Parallel Programming (1st half): Terminology

atomic
A statement or instruction is (truly) atomic if it is executed by the CPU in a single, non-interruptible step.
abstractly atomic
A statement or instruction that, at a certain level of abstraction, appears to be executed atomically. E.g. from a caller's perspective, a method synchronized append(x) of a queue appears to append element x in one step, but from the queue's perspective, this might take several steps.
Amdahl's law
Specifies the maximum amount of speedup that can be achieved for a program with a given sequential part. The pessimistic view on scalability.
bad interleaving
An interleaving that yields a problematic or otherwise undesirable computation. E.g. an incorrect result, a deadlock or non-deterministic output.
busy waiting
Occurs when a thead busily (actively) waits, e.g. by spinning in a loop, for a condition to become true. In the opposite scenario, the thread sleeps (i.e. is blocked; in Java: join(), wait()) until the condition becomes true. Trade-off: busy waiting uses up CPU time, whereas blocking may cause additional context switches.
cache coherence protocols
Hardware protocols that ensure consistency across caches, typically by tracking which locations are cached, and synchronising them if necessary.
cilk-style programming
Parallel programming idiom: To compute a program, execute code and spawn new tasks if required. Before returning, wait for all spawned tasks to complete. The system manages the eventual execution of the spawned tasks potentially in parallel. spawning and waiting on tasks creates a task graph which is a DAG.
CISC, RISC
CISC (complex instruction set computer) and RISC (reduced instruction set computer) are two fundamental CPU architecture models. Classical RISC is easier to study, since simpler: e.g. RISC instructions can only work on registers, and reading/writing memory are separate instructions.
concurrency
Dealing with multiple things at the same time (as opposed to parallelism: doing multiple things at the same time). Reasoning about and managing shared resources. Often used interchangeably with parallelism.
context switch
Given a computation unit (CPU), a context switch denotes the action of switching the unit from one computation to another. Typically refers to switching between processes, but can also refer to switching between threads. Depending on the size of the context ("large" for a process, "small" for thread), a context switch might be computationally expensive, i.e. require comparably much CPU time.
critical section
A piece of code that, in order to guarantee correct program execution, may only be executed by one thread at a time.
data race
A program has a data race if, during any possible execution, a memory location could be written from one thread, while concurrently being read or written from another thread. Data race is often used interchangeably with race condition.
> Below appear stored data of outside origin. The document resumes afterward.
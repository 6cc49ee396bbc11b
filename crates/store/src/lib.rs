//! # Store Crate
//!
//! Documents, the stats aggregator, and the document-store seam for the
//! ReelDeal engine.
//!
//! ## Main Components
//!
//! - **types**: Core documents (Movie, InteractionRecord, Review, User)
//! - **stats**: Recompute a movie's stats from its interaction records
//! - **store**: The `DocumentStore` trait and the in-memory `MemoryStore`
//! - **snapshot**: Load and save every document as one JSON file
//! - **page**: 1-based pagination over ordered results
//! - **fault**: A store wrapper that rejects chosen writes
//! - **error**: Error types for the store
//!
//! ## Example Usage
//!
//! ```ignore
//! use store::{DocumentStore, MemoryStore, Snapshot};
//! use std::path::Path;
//!
//! let store = MemoryStore::from_snapshot(Snapshot::load(Path::new("reeldeal.json"))?);
//! let movie = store.find_movie(550).await?.unwrap();
//!
//! println!("{} has {} ratings", movie.catalog.title, movie.stats().total_ratings);
//! ```

// Public modules
pub mod error;
pub mod fault;
pub mod page;
pub mod snapshot;
pub mod stats;
pub mod store;
pub mod types;

// Re-export commonly used types for convenience
pub use error::{AggregationError, Result, StoreError};
pub use fault::FaultyStore;
pub use page::{Page, PageRequest};
pub use snapshot::Snapshot;
pub use store::{DocumentStore, MemoryStore};
pub use types::{
    // Type aliases
    MovieId,
    ReviewId,
    UserId,
    // Documents
    CatalogMovie,
    InteractionRecord,
    InteractionUpdate,
    Movie,
    MovieStats,
    Review,
    User,
    UserStats,
    // Review parts
    Comment,
    Reaction,
    ReactionKind,
    ReactionSummary,
};

#[cfg(test)]
mod tests {
    use super::*;
    use chrono::{Duration, Utc};

    #[test]
    fn test_new_movie_is_empty() {
        let movie = Movie::new(CatalogMovie::new(1, "Toy Story"), Utc::now());

        assert_eq!(movie.id(), 1);
        assert!(movie.interactions().is_empty());
        assert_eq!(*movie.stats(), MovieStats::default());
    }

    #[test]
    fn test_refresh_catalog_keeps_interactions() {
        let now = Utc::now();
        let mut movie = Movie::new(CatalogMovie::new(1, "Toy Story"), now);
        movie
            .apply_interaction(9, &InteractionUpdate::new().with_rating(4), now)
            .unwrap();

        let later = now + Duration::minutes(5);
        let fresh = CatalogMovie::new(999, "Toy Story (Remastered)").with_genres(["Animation"]);
        movie.refresh_catalog(fresh, later);

        assert_eq!(movie.id(), 1);
        assert_eq!(movie.catalog.title, "Toy Story (Remastered)");
        assert_eq!(movie.interaction(9).unwrap().rating, 4);
        assert_eq!(movie.stats().total_ratings, 1);
        assert_eq!(movie.updated_at, later);
    }

    #[test]
    fn test_partial_update_leaves_other_fields() {
        let now = Utc::now();
        let mut movie = Movie::new(CatalogMovie::new(1, "Toy Story"), now);
        movie
            .apply_interaction(
                9,
                &InteractionUpdate::new()
                    .with_rating(5)
                    .with_review("Pixar at its best")
                    .with_favorite(true),
                now,
            )
            .unwrap();

        let record = movie
            .apply_interaction(9, &InteractionUpdate::new().with_watchlist(true), now)
            .unwrap();

        assert_eq!(record.rating, 5);
        assert_eq!(record.review, "Pixar at its best");
        assert!(record.favorite);
        assert!(record.watchlist);
        assert_eq!(movie.interactions().len(), 1);
    }

    #[test]
    fn test_watched_date_follows_watched_flag() {
        let now = Utc::now();
        let later = now + Duration::days(1);
        let mut record = InteractionRecord::new(now);

        record.apply(&InteractionUpdate::new().with_watched(true), now);
        assert_eq!(record.watched_date, Some(now));

        // Already watched: date is not bumped
        record.apply(&InteractionUpdate::new().with_watched(true), later);
        assert_eq!(record.watched_date, Some(now));

        record.apply(&InteractionUpdate::new().with_watched(false), later);
        assert_eq!(record.watched_date, None);

        let explicit = now - Duration::days(30);
        record.apply(
            &InteractionUpdate::new()
                .with_watched(true)
                .with_watched_date(explicit),
            later,
        );
        assert_eq!(record.watched_date, Some(explicit));
    }

    #[test]
    fn test_watched_movie_is_off_the_watchlist() {
        let mut record = InteractionRecord::new(Utc::now());
        record.watchlist = true;
        assert!(record.on_watchlist());

        record.watched = true;
        assert!(!record.on_watchlist());
    }

    #[test]
    fn test_clear_review_keeps_rating() {
        let now = Utc::now();
        let mut movie = Movie::new(CatalogMovie::new(1, "Toy Story"), now);
        movie
            .apply_interaction(
                3,
                &InteractionUpdate::new().with_rating(4).with_review("To infinity"),
                now,
            )
            .unwrap();
        assert_eq!(movie.stats().total_reviews, 1);

        assert!(movie.clear_review(3, now).unwrap());
        assert!(!movie.clear_review(3, now).unwrap());
        assert!(!movie.clear_review(42, now).unwrap());

        assert_eq!(movie.interaction(3).unwrap().rating, 4);
        assert_eq!(movie.stats().total_reviews, 0);
        assert_eq!(movie.stats().total_ratings, 1);
    }

    #[test]
    fn test_toggle_like_then_dislike() {
        let now = Utc::now();
        let mut review = Review::new(1, 10, 4, "Better than the sequel", now);

        let liked = review.toggle(ReactionKind::Like, 2, now);
        assert_eq!(liked.like_count, 1);
        assert!(liked.user_has_liked);

        let disliked = review.toggle(ReactionKind::Dislike, 2, now);
        assert_eq!(disliked.like_count, 0);
        assert_eq!(disliked.dislike_count, 1);
        assert!(!disliked.user_has_liked);
        assert!(disliked.user_has_disliked);

        let cleared = review.toggle(ReactionKind::Dislike, 2, now);
        assert_eq!(cleared.dislike_count, 0);
        assert!(!cleared.user_has_disliked);
    }

    #[test]
    fn test_double_toggle_is_identity() {
        let now = Utc::now();
        let mut review = Review::new(1, 10, 4, "Better than the sequel", now);
        review.toggle(ReactionKind::Like, 3, now);
        let before = review.reactions_for(Some(3));

        review.toggle(ReactionKind::Like, 4, now);
        review.toggle(ReactionKind::Like, 4, now);

        assert_eq!(review.reactions_for(Some(3)), before);
        assert!(!review.has_user_liked(4));
    }

    #[test]
    fn test_reactions_without_viewer() {
        let now = Utc::now();
        let mut review = Review::new(1, 10, 4, "Better than the sequel", now);
        review.toggle(ReactionKind::Like, 2, now);

        let summary = review.reactions_for(None);
        assert_eq!(summary.like_count, 1);
        assert!(!summary.user_has_liked);
        assert!(!summary.user_has_disliked);
    }
}
//! HTTP client for a TMDB-style movie catalog.
//!
//! Lookups are `GET {base}/movie/{id}?api_key=...`. Status codes map to
//! catalog errors:
//! - 404 -> `NotFound`
//! - 401 -> `Unauthorized`
//! - anything else, or a transport failure -> `Unavailable`

use crate::{CatalogClient, CatalogError, Result};
use async_trait::async_trait;
use chrono::NaiveDate;
use reqwest::{Client as HttpClient, StatusCode};
use serde::Deserialize;
use store::{CatalogMovie, MovieId};
use tracing::{debug, warn};

/// Catalog client backed by the TMDB REST API
#[derive(Clone)]
pub struct HttpCatalogClient {
    http_client: HttpClient,
    base_url: String,
    api_key: Option<String>,
}

impl HttpCatalogClient {
    /// `api_key` of `None` makes every lookup fail with `Unauthorized`
    /// without touching the network.
    pub fn new(base_url: impl Into<String>, api_key: Option<String>) -> Self {
        let base_url = base_url.into().trim_end_matches('/').to_string();
        Self {
            http_client: HttpClient::new(),
            base_url,
            api_key: api_key.filter(|key| !key.trim().is_empty()),
        }
    }

    pub fn base_url(&self) -> &str {
        &self.base_url
    }

    pub fn has_api_key(&self) -> bool {
        self.api_key.is_some()
    }
}

#[async_trait]
impl CatalogClient for HttpCatalogClient {
    async fn fetch_catalog_movie(&self, id: MovieId) -> Result<CatalogMovie> {
        let api_key = self.api_key.as_deref().ok_or(CatalogError::Unauthorized)?;
        let url = format!("{}/movie/{}", self.base_url, id);
        debug!(movie_id = id, "Fetching movie from catalog");

        let response = self
            .http_client
            .get(&url)
            .query(&[("api_key", api_key)])
            .send()
            .await
            .map_err(|e| {
                warn!(movie_id = id, "Catalog request failed: {}", e);
                CatalogError::Unavailable(e.to_string())
            })?;

        let status = response.status();
        if !status.is_success() {
            return Err(status_error(status, id));
        }

        let body: TmdbMovie = response
            .json()
            .await
            .map_err(|e| CatalogError::Unavailable(format!("malformed catalog response: {e}")))?;

        Ok(body.into_catalog_movie())
    }

    fn name(&self) -> &'static str {
        "tmdb"
    }
}

fn status_error(status: StatusCode, id: MovieId) -> CatalogError {
    match status {
        StatusCode::NOT_FOUND => CatalogError::NotFound(id),
        StatusCode::UNAUTHORIZED => CatalogError::Unauthorized,
        other => CatalogError::Unavailable(format!("catalog returned status {other}")),
    }
}

#[derive(Debug, Deserialize)]
struct TmdbGenre {
    name: String,
}

/// The subset of the TMDB movie payload we keep
#[derive(Debug, Deserialize)]
struct TmdbMovie {
    id: MovieId,
    title: String,
    #[serde(default)]
    original_title: Option<String>,
    #[serde(default)]
    overview: Option<String>,
    #[serde(default)]
    poster_path: Option<String>,
    #[serde(default)]
    backdrop_path: Option<String>,
    #[serde(default)]
    release_date: Option<String>,
    #[serde(default)]
    runtime: Option<u32>,
    #[serde(default)]
    genres: Vec<TmdbGenre>,
    #[serde(default)]
    original_language: Option<String>,
    #[serde(default)]
    vote_average: f32,
    #[serde(default)]
    vote_count: u32,
    #[serde(default)]
    popularity: f32,
    #[serde(default)]
    tagline: Option<String>,
    #[serde(default)]
    imdb_id: Option<String>,
}

impl TmdbMovie {
    fn into_catalog_movie(self) -> CatalogMovie {
        // TMDB sends "" for unknown dates
        let release_date = self
            .release_date
            .as_deref()
            .and_then(|d| NaiveDate::parse_from_str(d, "%Y-%m-%d").ok());

        CatalogMovie {
            id: self.id,
            title: self.title,
            original_title: self.original_title,
            overview: self.overview,
            poster_path: self.poster_path,
            backdrop_path: self.backdrop_path,
            release_date,
            runtime: self.runtime,
            genres: self.genres.into_iter().map(|g| g.name).collect(),
            language: self.original_language,
            vote_average: self.vote_average,
            vote_count: self.vote_count,
            popularity: self.popularity,
            tagline: self.tagline.filter(|t| !t.is_empty()),
            imdb_id: self.imdb_id.filter(|i| !i.is_empty()),
        }
    }
}

#[cfg(test)]
mod tests {
    use super::*;

    #[test]
    fn test_tmdb_payload_mapping() {
        let body: TmdbMovie = serde_json::from_str(
            r#"{
                "id": 550,
                "title": "Fight Club",
                "original_title": "Fight Club",
                "release_date": "1999-10-15",
                "runtime": 139,
                "genres": [{"id": 18, "name": "Drama"}, {"id": 53, "name": "Thriller"}],
                "original_language": "en",
                "vote_average": 8.4,
                "vote_count": 26280,
                "popularity": 61.4,
                "tagline": "",
                "imdb_id": "tt0137523",
                "budget": 63000000
            }"#,
        )
        .unwrap();

        let movie = body.into_catalog_movie();
        assert_eq!(movie.id, 550);
        assert_eq!(movie.genres, vec!["Drama", "Thriller"]);
        assert_eq!(movie.release_date, NaiveDate::from_ymd_opt(1999, 10, 15));
        assert_eq!(movie.language.as_deref(), Some("en"));
        assert_eq!(movie.tagline, None);
        assert_eq!(movie.imdb_id.as_deref(), Some("tt0137523"));
    }

    #[test]
    fn test_blank_release_date_is_none() {
        let body: TmdbMovie =
            serde_json::from_str(r#"{"id": 1, "title": "Untitled", "release_date": ""}"#).unwrap();
        assert_eq!(body.into_catalog_movie().release_date, None);
    }

    #[test]
    fn test_status_mapping() {
        assert_eq!(status_error(StatusCode::NOT_FOUND, 7), CatalogError::NotFound(7));
        assert_eq!(status_error(StatusCode::UNAUTHORIZED, 7), CatalogError::Unauthorized);
        assert!(matches!(
            status_error(StatusCode::SERVICE_UNAVAILABLE, 7),
            CatalogError::Unavailable(_)
        ));
    }

    #[tokio::test]
    async fn test_missing_key_fails_fast() {
        let client = HttpCatalogClient::new("http://127.0.0.1:9/", Some("  ".to_string()));

        assert!(!client.has_api_key());
        assert_eq!(client.base_url(), "http://127.0.0.1:9");
        assert_eq!(
            client.fetch_catalog_movie(550).await.unwrap_err(),
            CatalogError::Unauthorized
        );
    }
}
//! Filter to keep only movies matching the viewer's favourite genres.

use crate::candidate::Candidate;
use crate::context::{ViewerContext, genre_ranks};
use crate::traits::Filter;
use anyhow::Result;

/// Keeps candidates sharing at least one genre with the viewer's top N.
///
/// ## Algorithm
/// 1. Take the viewer's top N genres from the ViewerContext
/// 2. For each candidate, find its best-ranked matching genre
/// 3. Keep candidates with a match and record it as their affinity
pub struct GenrePreferenceFilter {
    top_n_genres: usize,
}

impl GenrePreferenceFilter {
    pub fn new(top_n_genres: usize) -> Self {
        Self { top_n_genres }
    }
}

impl Filter for GenrePreferenceFilter {
    fn name(&self) -> &str {
        "GenrePreferenceFilter"
    }

    fn apply(
        &self,
        candidates: Vec<Candidate>,
        context: &ViewerContext,
    ) -> Result<Vec<Candidate>> {
        let top_genres = context.top_genres(self.top_n_genres);
        let ranks = genre_ranks(&top_genres);

        let filtered: Vec<Candidate> = candidates
            .into_iter()
            .filter_map(|mut candidate| {
                let (rank, genre) = candidate
                    .genres
                    .iter()
                    .filter_map(|genre| ranks.get(genre.as_str()).map(|rank| (*rank, genre)))
                    .min_by_key(|(rank, _)| *rank)?;
                candidate.affinity = Some((rank, genre.clone()));
                Some(candidate)
            })
            .collect();
        Ok(filtered)
    }
}

#[cfg(test)]
mod tests {
    use super::*;

    fn context() -> ViewerContext {
        // Action x3, Drama x2, Comedy x1, Horror x1
        let mut context = ViewerContext::new(1);
        let history: [&[&str]; 4] = [
            &["Action", "Drama"],
            &["Action", "Comedy"],
            &["Action", "Drama"],
            &["Horror"],
        ];
        for (id, genres) in history.iter().enumerate() {
            let genres: Vec<String> = genres.iter().map(|g| g.to_string()).collect();
            context.record_watched(id as u32 + 100, &genres);
        }
        context
    }

    #[test]
    fn test_keeps_only_top_genres() {
        let candidates = vec![
            Candidate::test(1, &["Horror"], 4.0),
            Candidate::test(2, &["Comedy", "Romance"], 4.0),
            Candidate::test(3, &["Western"], 4.0),
            Candidate::test(4, &[], 4.0),
        ];

        let kept = GenrePreferenceFilter::new(3)
            .apply(candidates, &context())
            .unwrap();
        assert_eq!(kept.len(), 1);
        assert_eq!(kept[0].movie_id, 2);
    }

    #[test]
    fn test_affinity_uses_best_ranked_genre() {
        let candidates = vec![Candidate::test(1, &["Comedy", "Drama", "Action"], 4.0)];

        let kept = GenrePreferenceFilter::new(3)
            .apply(candidates, &context())
            .unwrap();
        assert_eq!(kept[0].affinity, Some((0, "Action".to_string())));
    }

    #[test]
    fn test_no_history_keeps_nothing() {
        let kept = GenrePreferenceFilter::new(3)
            .apply(vec![Candidate::test(1, &["Action"], 4.0)], &ViewerContext::new(1))
            .unwrap();
        assert!(kept.is_empty());
    }
}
divide and conquer style parallelism
Also called recursive splitting. Solve a problem in divide and conquer style: solve a larger problem by recursively solving smaller sub-problems and combine their results. Solve the sub-problems in separate threads to gain a speedup. This way, work can be decomposed recursively to small tasks that can be efficiently scheduled on available tasks using e.g. the ForkJoin framework.
deadlock
Circular waiting/blocking (no instructions are executed/CPU time is used) between threads, so that the system (union of all threads) cannot make any progress anymore.
efficiency
Efficiency expresses, how much of the available cpu performance can be used. Heavily limited by the sequential part of a program. Efficiency = Sp/p.
ForkJoin framework
Introduced in Java 7, this framework embraces divide and conquer parallelism. Tasks can be spawned (forked) and joined by the framework. The ForkJoin framework automatically automatically assigns these tasks (lightweight) to Java threads (heavyweight) and may also execute multiple tasks in one thread to avoid thread context switching overhead.
functional unit
A component of a CPU (or core) that performs a certain task, e.g. executing integer arithmetic operations. An execution unit is one such a functional unit, see also RISC.
granularity
Coarse vs. fine: Splitting work into large tasks (coarse) reduces overhead, but might not use all available threads. Small tasks (fine granular) can be parallelized more, but also add more overhead. The trick is to find a "reasonable" size to minimize overhead and maximize parallelism.
Gustafson's law
Specifies how much more work can be performed for a given fixed amount of time by adding more processors. The optimistic view on scalability.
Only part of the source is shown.